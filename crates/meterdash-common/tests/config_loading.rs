//! ---
//! ems_section: "01-core-functionality"
//! ems_subsection: "module"
//! ems_type: "source"
//! ems_scope: "code"
//! ems_description: "Shared primitives and utilities for the dashboard runtime."
//! ems_version: "v0.0.0-prealpha"
//! ems_owner: "tbd"
//! ---
use std::fs;
use std::net::SocketAddr;
use std::path::PathBuf;
use std::time::Duration;

use meterdash_common::{AppConfig, LogFormat};

#[test]
fn first_existing_candidate_wins() {
    let dir = tempfile::tempdir().unwrap();
    let missing = dir.path().join("missing.toml");
    let present = dir.path().join("meterdash.toml");
    fs::write(
        &present,
        r#"
        [host]
        poll_interval_ms = 100
        max_attempts = 10

        [logging]
        format = "pretty"
        directory = "target/test-logs"

        [metrics]
        enabled = false
        listen = "127.0.0.1:9000"
        "#,
    )
    .unwrap();

    let loaded = AppConfig::load_with_source(&[missing, present.clone()]).unwrap();
    assert_eq!(loaded.source, Some(present));
    assert_eq!(loaded.config.host.poll_interval, Duration::from_millis(100));
    assert_eq!(loaded.config.host.max_attempts, 10);
    assert_eq!(loaded.config.logging.format, LogFormat::Pretty);
    assert!(!loaded.config.metrics.enabled);
    assert_eq!(
        loaded.config.metrics.listen,
        "127.0.0.1:9000".parse::<SocketAddr>().unwrap()
    );
}

#[test]
fn no_candidates_falls_back_to_defaults() {
    let loaded = AppConfig::load_with_source(&[PathBuf::from("does/not/exist.toml")]).unwrap();
    assert!(loaded.source.is_none());
    assert_eq!(loaded.config.simulation.channel_count, 18);
}

#[test]
fn invalid_file_reports_path() {
    let dir = tempfile::tempdir().unwrap();
    let broken = dir.path().join("broken.toml");
    fs::write(&broken, "[host]\nmax_attempts = \"many\"\n").unwrap();
    let err = AppConfig::load(&[broken.clone()]).unwrap_err();
    assert!(format!("{err:#}").contains(&broken.display().to_string()));
}

#[test]
fn shipped_configuration_is_valid() {
    let path = PathBuf::from(env!("CARGO_MANIFEST_DIR")).join("../../configs/meterdash.toml");
    let config = AppConfig::from_path(&path).unwrap();
    assert_eq!(config.host.max_wait(), Duration::from_secs(60));
    assert_eq!(config.host.max_realtime_configs, 20);
    assert_eq!(config.simulation.ready_after_attempts, 2);
    assert!(config.simulation.scenario_file.is_none());
}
-----
» **INSTRUCTIONS TO FOLLOW**: Copy out each line of the data that holds the string "metrics".

» **WRITTEN ANSWER**:
        [metrics]
    assert!(!loaded.config.metrics.enabled);
        loaded.config.metrics.listen,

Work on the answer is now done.